The mourning was excessive by any standard, including the standards of the time. She slept next to Albert’s nightshirt. She had his clothes laid out every morning for years after his death. She had a plaster cast made of his hand and kept it on her desk. She named a concert hall after him, then a museum, then a memorial so large it took ten years to build.
But the mourning wasn’t weakness. It was stubbornness. Victoria grieved the way she governed — absolutely, without compromise, and without particular interest in whether anyone approved of the intensity. The same woman who wore black for forty years also managed an empire spanning a quarter of the globe, navigated eight prime ministers, and outlasted three assassination attempts. The grief and the governance coexisted without contradiction because Victoria didn’t see contradiction where everyone else did.
The Iron
She’d talk to you with the directness of someone who has been in charge since she was eighteen and has never encountered a good reason to be indirect. She became queen at 5 AM on June 20, 1837. She was told while still in her nightgown. Her first act was to ask for an hour alone. Then she went to work.

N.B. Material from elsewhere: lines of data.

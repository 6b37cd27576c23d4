//! HTTP endpoints
//!
//! REST API for the memory service. All payload timestamps must carry an
//! explicit UTC offset; naive datetimes are rejected with 400 rather than
//! silently localized.

use axum::{
    extract::{Json, OriginalUri, Path, Query, State},
    http::{HeaderValue, Method, StatusCode, Uri},
    response::{IntoResponse, Response},
    routing::{delete, get, patch, post},
    Router,
};
use chatmem_cache::BufferCache;
use chatmem_core::{
    ConversationMeta, GroupProfile, MemoryScope, RawMessage, RecordType, RetrievalMode, Scene,
    TimeRange,
};
use chatmem_pipeline::{DeliveryStatus, PipelineError, ProcessOutcome};
use chatmem_retrieval::{AgenticRequest, RetrievalError, SearchRequest};
use chatmem_storage::{DeleteFilter, SortOrder, StorageError};
use chrono::{DateTime, FixedOffset, Utc};
use serde::Deserialize;
use serde_json::json;
use std::time::Duration;
use tower_http::cors::{Any, CorsLayer};
use tower_http::trace::TraceLayer;

use crate::metrics::metrics_handler;
use crate::state::AppState;

/// Create the application router
pub fn create_router(state: AppState) -> Router {
    let cors_layer = build_cors_layer(
        &state.settings.server.cors_origins,
        state.settings.server.cors_enabled,
    );

    Router::new()
        // Memory endpoints
        .route(
            "/api/v1/memories",
            post(memorize).get(fetch_memories).delete(delete_memories),
        )
        .route("/api/v1/memories/search", get(search_memories))
        .route("/api/v1/memories/:event_id", delete(delete_memory))
        .route("/api/v1/memories/conversation-meta", post(save_conversation_meta))
        .route("/api/v1/memories/conversation-meta", patch(patch_conversation_meta))
        .route("/api/v1/memories/conversation-meta", get(get_conversation_meta))
        // Profile aggregates (version-tagged)
        .route("/api/v1/profiles", post(upsert_profile))
        // Agentic endpoints
        .route("/api/v1/agentic/retrieve_lightweight", post(retrieve_lightweight))
        .route("/api/v1/agentic/retrieve_agentic", post(retrieve_agentic))
        // Observability and buffer operations
        .route("/api/v1/queues", get(queue_stats))
        .route(
            "/api/v1/buffers/:group_id",
            get(buffer_stats).delete(clear_buffer),
        )
        .route("/api/v1/buffers/:group_id/trim", post(trim_buffer))
        .route("/health", get(health_check))
        .route("/ready", get(readiness_check))
        .route("/metrics", get(metrics_handler))
        .layer(TraceLayer::new_for_http())
        .layer(cors_layer)
        .with_state(state)
}

/// Build the CORS layer from configured origins
fn build_cors_layer(origins: &[String], enabled: bool) -> CorsLayer {
    if !enabled {
        return CorsLayer::permissive();
    }

    let parsed: Vec<HeaderValue> = origins
        .iter()
        .filter_map(|origin| match origin.parse::<HeaderValue>() {
            Ok(value) => Some(value),
            Err(_) => {
                tracing::warn!(%origin, "invalid CORS origin, skipping");
                None
            }
        })
        .collect();

    if parsed.is_empty() {
        tracing::info!("no valid CORS origins configured, restricting to localhost");
        return CorsLayer::new()
            .allow_origin("http://localhost:3000".parse::<HeaderValue>().expect("static origin"))
            .allow_methods([Method::GET, Method::POST, Method::PATCH, Method::OPTIONS])
            .allow_headers(Any);
    }

    CorsLayer::new()
        .allow_origin(parsed)
        .allow_methods([Method::GET, Method::POST, Method::PATCH, Method::OPTIONS])
        .allow_headers(Any)
}

// ---------------------------------------------------------------------------
// Error envelope

#[derive(Debug, Clone, Copy, PartialEq, Eq)]
enum ErrorCode {
    InvalidParameter,
    ResourceNotFound,
    SystemError,
}

impl ErrorCode {
    fn as_str(&self) -> &'static str {
        match self {
            Self::InvalidParameter => "INVALID_PARAMETER",
            Self::ResourceNotFound => "RESOURCE_NOT_FOUND",
            Self::SystemError => "SYSTEM_ERROR",
        }
    }
}

/// API error rendered as the uniform failure envelope
#[derive(Debug)]
pub struct ApiError {
    status: StatusCode,
    code: ErrorCode,
    message: String,
    path: String,
}

impl ApiError {
    fn invalid(uri: &Uri, message: impl Into<String>) -> Self {
        Self {
            status: StatusCode::BAD_REQUEST,
            code: ErrorCode::InvalidParameter,
            message: message.into(),
            path: uri.path().to_string(),
        }
    }

    fn not_found(uri: &Uri, message: impl Into<String>) -> Self {
        Self {
            status: StatusCode::NOT_FOUND,
            code: ErrorCode::ResourceNotFound,
            message: message.into(),
            path: uri.path().to_string(),
        }
    }

    fn system(uri: &Uri, message: impl Into<String>) -> Self {
        Self {
            status: StatusCode::INTERNAL_SERVER_ERROR,
            code: ErrorCode::SystemError,
            message: message.into(),
            path: uri.path().to_string(),
        }
    }

    fn overloaded(uri: &Uri) -> Self {
        Self {
            status: StatusCode::TOO_MANY_REQUESTS,
            code: ErrorCode::SystemError,
            message: "dispatcher over capacity, retry later".into(),
            path: uri.path().to_string(),
        }
    }

    fn from_retrieval(uri: &Uri, err: RetrievalError) -> Self {
        match err {
            RetrievalError::InvalidRequest(msg) => Self::invalid(uri, msg),
            other => Self::system(uri, other.to_string()),
        }
    }

    fn from_storage(uri: &Uri, err: StorageError) -> Self {
        match err {
            StorageError::NotFound(msg) => Self::not_found(uri, msg),
            StorageError::InvalidFilter(msg) => Self::invalid(uri, msg),
            other => Self::system(uri, other.to_string()),
        }
    }
}

impl IntoResponse for ApiError {
    fn into_response(self) -> Response {
        let body = json!({
            "status": "failed",
            "code": self.code.as_str(),
            "message": self.message,
            "timestamp": Utc::now().to_rfc3339(),
            "path": self.path,
        });
        (self.status, Json(body)).into_response()
    }
}

fn ok_envelope(message: &str, result: serde_json::Value) -> Json<serde_json::Value> {
    Json(json!({
        "status": "ok",
        "message": message,
        "result": result,
    }))
}

// ---------------------------------------------------------------------------
// Memorize

#[derive(Debug, Deserialize)]
struct MemorizeBody {
    message_id: String,
    create_time: String,
    sender: String,
    #[serde(default)]
    group_id: String,
    #[serde(default)]
    group_name: String,
    #[serde(default)]
    sender_name: Option<String>,
    content: String,
    #[serde(default)]
    refer_list: Vec<String>,
    #[serde(default)]
    scene: Option<String>,
}

/// Parse the wire message, rejecting naive timestamps
fn parse_message(uri: &Uri, body: MemorizeBody) -> Result<RawMessage, ApiError> {
    if body.message_id.trim().is_empty() {
        return Err(ApiError::invalid(uri, "message_id is required"));
    }
    if body.sender.trim().is_empty() {
        return Err(ApiError::invalid(uri, "sender is required"));
    }
    if body.content.is_empty() {
        return Err(ApiError::invalid(uri, "content is required"));
    }

    let timestamp = DateTime::parse_from_rfc3339(&body.create_time).map_err(|_| {
        ApiError::invalid(
            uri,
            "create_time must be ISO-8601 with an explicit UTC offset",
        )
    })?;

    let scene = match body.scene.as_deref() {
        None | Some("") | Some("assistant") => Scene::Assistant,
        Some("group_chat") => Scene::GroupChat,
        Some(other) => {
            return Err(ApiError::invalid(
                uri,
                format!("unknown scene: {other}"),
            ))
        }
    };

    Ok(RawMessage {
        message_id: body.message_id,
        group_id: body.group_id,
        group_name: body.group_name,
        sender_id: body.sender,
        sender_name: body.sender_name,
        content: body.content,
        timestamp,
        refer_list: body.refer_list,
        scene,
    })
}
//! Per-key bounded queue over Redis sorted sets

use crate::payload::QueuePayload;
use crate::CacheError;
use async_trait::async_trait;
use chatmem_config::QueueConfig;
use chrono::Utc;
use redis::aio::MultiplexedConnection;
use redis::{AsyncCommands, Script};
use std::time::Duration;

/// Removes the oldest (lowest-score) members beyond `max_length`.
/// Runs server-side so concurrent appends cannot race the count check.
const LENGTH_TRIM_SCRIPT: &str = r#"
local queue_key = KEYS[1]
local max_length = tonumber(ARGV[1])

local queue_length = redis.call('ZCARD', queue_key)

local trimmed = 0
if queue_length > max_length then
    local excess = queue_length - max_length
    trimmed = redis.call('ZREMRANGEBYRANK', queue_key, 0, excess - 1)
end

return trimmed
"#;

/// Range-by-score read returning members with their scores in one round
/// trip; `limit <= 0` means unbounded.
const RANGE_WITH_SCORES_SCRIPT: &str = r#"
local queue_key = KEYS[1]
local min_score = ARGV[1]
local max_score = ARGV[2]
local limit = tonumber(ARGV[3]) or -1

if limit > 0 then
    return redis.call('ZRANGEBYSCORE', queue_key, min_score, max_score, 'WITHSCORES', 'LIMIT', 0, limit)
end
return redis.call('ZRANGEBYSCORE', queue_key, min_score, max_score, 'WITHSCORES')
"#;

/// One decoded queue entry
#[derive(Debug, Clone, PartialEq)]
pub struct QueueItem {
    pub id: String,
    pub payload: QueuePayload,
    /// Milliseconds since epoch (or the caller-supplied ordering key)
    pub score: i64,
}

/// Snapshot of a queue's state
#[derive(Debug, Clone, PartialEq)]
pub struct QueueStats {
    pub total_count: usize,
    pub max_length: usize,
    pub oldest_score: Option<i64>,
    pub newest_score: Option<i64>,
    /// Seconds until the key expires; negative when absent or persistent
    pub ttl_seconds: i64,
    pub is_full: bool,
}

/// Bounded-queue contract consumed by the memorize pipeline
///
/// Kept as a trait so the pipeline can run against an in-memory double in
/// tests; the Redis implementation is the production one.
#[async_trait]
pub trait BufferCache: Send + Sync {
    /// Append a payload at `score` (defaults to now in epoch millis),
    /// refreshing the queue TTL
    async fn append(
        &self,
        key: &str,
        payload: &QueuePayload,
        score: Option<i64>,
    ) -> Result<(), CacheError>;

    /// Re-append previously read items, preserving ids and scores
    async fn restore(&self, key: &str, items: &[QueueItem]) -> Result<(), CacheError>;

    /// Current cardinality; 0 when the key is absent
    async fn size(&self, key: &str) -> Result<usize, CacheError>;

    /// Delete the queue entirely
    async fn clear(&self, key: &str) -> Result<bool, CacheError>;

    /// Force a full trim to the configured bound; returns removed count
    async fn trim_excess(&self, key: &str) -> Result<u64, CacheError>;

    /// Items with score in `[start, end]`, newest first, up to `limit`
    async fn range_by_timestamp(
        &self,
        key: &str,
        start: Option<i64>,
        end: Option<i64>,
        limit: Option<usize>,
    ) -> Result<Vec<QueueItem>, CacheError>;

    /// Same range read, oldest first; the pipeline replays buffers with it
    async fn range_ascending(
        &self,
        key: &str,
        start: Option<i64>,
        end: Option<i64>,
        limit: Option<usize>,
    ) -> Result<Vec<QueueItem>, CacheError>;

    /// Queue statistics snapshot
    async fn stats(&self, key: &str) -> Result<QueueStats, CacheError>;
}

/// Bounded, score-ordered queue cache
///
/// Append refreshes the key TTL; a queue untouched for `expire_minutes`
/// may be dropped by Redis. The `max_length` bound is enforced by a
/// probabilistic trim on append and restored exactly by `trim_excess`.
#[derive(Clone)]
pub struct BoundedQueueCache {
    conn: MultiplexedConnection,
    config: QueueConfig,
    trim_script: Script,
    range_script: Script,
}

impl BoundedQueueCache {
    pub fn new(conn: MultiplexedConnection, config: QueueConfig) -> Self {
        Self {
            conn,
            config,
            trim_script: Script::new(LENGTH_TRIM_SCRIPT),
            range_script: Script::new(RANGE_WITH_SCORES_SCRIPT),
        }
    }

    /// Connect to Redis and build the cache
    pub async fn connect(url: &str, config: QueueConfig) -> Result<Self, CacheError> {
        let client = redis::Client::open(url).map_err(CacheError::from)?;
        let conn = client
            .get_multiplexed_tokio_connection()
            .await
            .map_err(CacheError::from)?;
        tracing::info!(max_length = config.max_length, expire_minutes = config.expire_minutes, "queue cache connected");
        Ok(Self::new(conn, config))
    }

    pub fn max_length(&self) -> usize {
        self.config.max_length
    }
}

#[async_trait]
impl BufferCache for BoundedQueueCache {
    /// Append succeeds only when both the add and the TTL refresh succeed;
    /// with probability `cleanup_probability` it also trims the queue.
    async fn append(
        &self,
        key: &str,
        payload: &QueuePayload,
        score: Option<i64>,
    ) -> Result<(), CacheError> {
        let score = score.unwrap_or_else(|| Utc::now().timestamp_millis());
        let member = payload.encode();
        let expire_seconds = (self.config.expire_minutes * 60) as i64;

        let mut conn = self.conn.clone();
        let added: i64 = self
            .with_timeout(conn.zadd(key, member.as_str(), score))
            .await?;
        let expired: bool = self.with_timeout(conn.expire(key, expire_seconds)).await?;
        if !expired {
            return Err(CacheError::Connection(format!(
                "ttl refresh failed for {key}"
            )));
        }

        let trimmed = self.trim_if_sampled(key).await?;
        tracing::debug!(
            key,
            score,
            added,
            trimmed,
            member_len = member.len(),
            "queue append"
        );
        Ok(())
    }

    /// Used after an emitted segment is sliced off the front of a buffer
    async fn restore(&self, key: &str, items: &[QueueItem]) -> Result<(), CacheError> {
        let expire_seconds = (self.config.expire_minutes * 60) as i64;
        let mut conn = self.conn.clone();

        for item in items {
            let member = item.payload.encode_with_id(&item.id);
            let _: i64 = self
                .with_timeout(conn.zadd(key, member.as_str(), item.score))
                .await?;
        }
        if !items.is_empty() {
            let expired: bool = self.with_timeout(conn.expire(key, expire_seconds)).await?;
            if !expired {
                return Err(CacheError::Connection(format!(
                    "ttl refresh failed for {key}"
                )));
            }
        }
        Ok(())
    }

    async fn size(&self, key: &str) -> Result<usize, CacheError> {
        let mut conn = self.conn.clone();
        let size: usize = self.with_timeout(conn.zcard(key)).await?;
        Ok(size)
    }

    async fn clear(&self, key: &str) -> Result<bool, CacheError> {
        let mut conn = self.conn.clone();
        let removed: i64 = self.with_timeout(conn.del(key)).await?;
        tracing::debug!(key, removed, "queue cleared");
        Ok(removed > 0)
    }

    /// Restores the length bound exactly, regardless of append sampling
    async fn trim_excess(&self, key: &str) -> Result<u64, CacheError> {
        let mut conn = self.conn.clone();
        let trimmed: u64 = self
            .with_timeout(
                self.trim_script
                    .key(key)
                    .arg(self.config.max_length)
                    .invoke_async(&mut conn),
            )
            .await?;
        if trimmed > 0 {
            tracing::info!(key, trimmed, "trimmed oldest queue entries");
        }
        Ok(trimmed)
    }

    /// Malformed members are logged and skipped, never surfaced
    async fn range_by_timestamp(
        &self,
        key: &str,
        start: Option<i64>,
        end: Option<i64>,
        limit: Option<usize>,
    ) -> Result<Vec<QueueItem>, CacheError> {
        let mut items = self.range_ascending(key, start, end, limit).await?;
        items.reverse();
        Ok(items)
    }

    async fn range_ascending(
        &self,
        key: &str,
        start: Option<i64>,
        end: Option<i64>,
        limit: Option<usize>,
    ) -> Result<Vec<QueueItem>, CacheError> {
        let min_score = start.map_or_else(|| "-inf".to_string(), |s| s.to_string());
        let max_score = end.map_or_else(|| "+inf".to_string(), |s| s.to_string());
        let limit_arg: i64 = limit.map_or(-1, |l| l as i64);

        let mut conn = self.conn.clone();
        let raw: Vec<(String, f64)> = self
            .with_timeout(
                self.range_script
                    .key(key)
                    .arg(&min_score)
                    .arg(&max_score)
                    .arg(limit_arg)
                    .invoke_async(&mut conn),
            )
            .await?;

        let mut items = Vec::with_capacity(raw.len());
        for (member, score) in raw {
            match QueuePayload::decode(&member) {
                Ok((id, payload)) => items.push(QueueItem {
                    id,
                    payload,
                    score: score as i64,
                }),
                Err(e) => {
                    tracing::warn!(key, error = %e, "skipping malformed queue member");
                }
            }
        }

        // ZRANGEBYSCORE is ascending; insertion order within equal scores
        // is preserved by the set's lexical tie-break at append time.
        Ok(items)
    }

    async fn stats(&self, key: &str) -> Result<QueueStats, CacheError> {
        let mut conn = self.conn.clone();
        let total_count: usize = self.with_timeout(conn.zcard(key)).await?;

        if total_count == 0 {
            return Ok(QueueStats {
                total_count: 0,
                max_length: self.config.max_length,
                oldest_score: None,
                newest_score: None,
                ttl_seconds: -2,
                is_full: false,
            });
        }

        let oldest: Vec<(String, f64)> =
            self.with_timeout(conn.zrange_withscores(key, 0, 0)).await?;
        let newest: Vec<(String, f64)> = self
            .with_timeout(conn.zrange_withscores(key, -1, -1))
            .await?;
        let ttl_seconds: i64 = self.with_timeout(conn.ttl(key)).await?;

        Ok(QueueStats {
            total_count,
            max_length: self.config.max_length,
            oldest_score: oldest.first().map(|(_, s)| *s as i64),
            newest_score: newest.first().map(|(_, s)| *s as i64),
            ttl_seconds,
            is_full: total_count >= self.config.max_length,
        })
    }
}

impl BoundedQueueCache {
    async fn trim_if_sampled(&self, key: &str) -> Result<u64, CacheError> {
        if rand::random::<f64>() >= self.config.cleanup_probability {
            return Ok(0);
        }
        self.trim_excess(key).await
    }

    async fn with_timeout<T>(
        &self,
        fut: impl std::future::Future<Output = redis::RedisResult<T>>,
    ) -> Result<T, CacheError> {
        match tokio::time::timeout(Duration::from_secs(self.config.timeout_s), fut).await {
            Ok(result) => result.map_err(CacheError::from),
            Err(_) => Err(CacheError::Timeout(self.config.timeout_s)),
        }
    }
}

#[cfg(test)]
mod tests {
    use super::*;

    #[test]
    fn test_trim_script_removes_lowest_ranks() {
        // The script must delete from rank 0 (oldest by score) upward
        assert!(LENGTH_TRIM_SCRIPT.contains("ZREMRANGEBYRANK"));
        assert!(LENGTH_TRIM_SCRIPT.contains("excess - 1"));
    }

    #[test]
    fn test_range_script_carries_scores() {
        assert!(RANGE_WITH_SCORES_SCRIPT.contains("WITHSCORES"));
        assert!(RANGE_WITH_SCORES_SCRIPT.contains("LIMIT"));
    }

    #[test]
    fn test_default_config_bounds() {
        let config = QueueConfig::default();
        assert_eq!(config.max_length, 100);
        assert_eq!(config.expire_minutes, 60);
        assert!((config.cleanup_probability - 0.1).abs() < 1e-9);
    }
}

She’d ask you questions and expect immediate answers. She had no patience for evasion. Her journal entries describe conversations with ministers in which she noted, with obvious irritation, when they tried to soften bad news or bury the point in qualifications. “Just tell me,” she reportedly said to Disraeli, who, unlike Gladstone, understood that Victoria wanted facts first and explanations only if she asked for them.
She’d be funnier than you expect. Her letters contain humor that the Victorian stereotype would not predict — dry, observational, occasionally cruel. She described one of her own children as “a piece of broccoli.” She told her eldest daughter that men were “selfish creatures” but that the right one was worth the trouble. She complained about the food in Scotland, the weather in England, and the behavior of practically everyone.
The monument is small, severe, and dressed in black. The woman underneath was passionate, furious, funny, and ran the largest empire in history while grieving a husband she never stopped missing.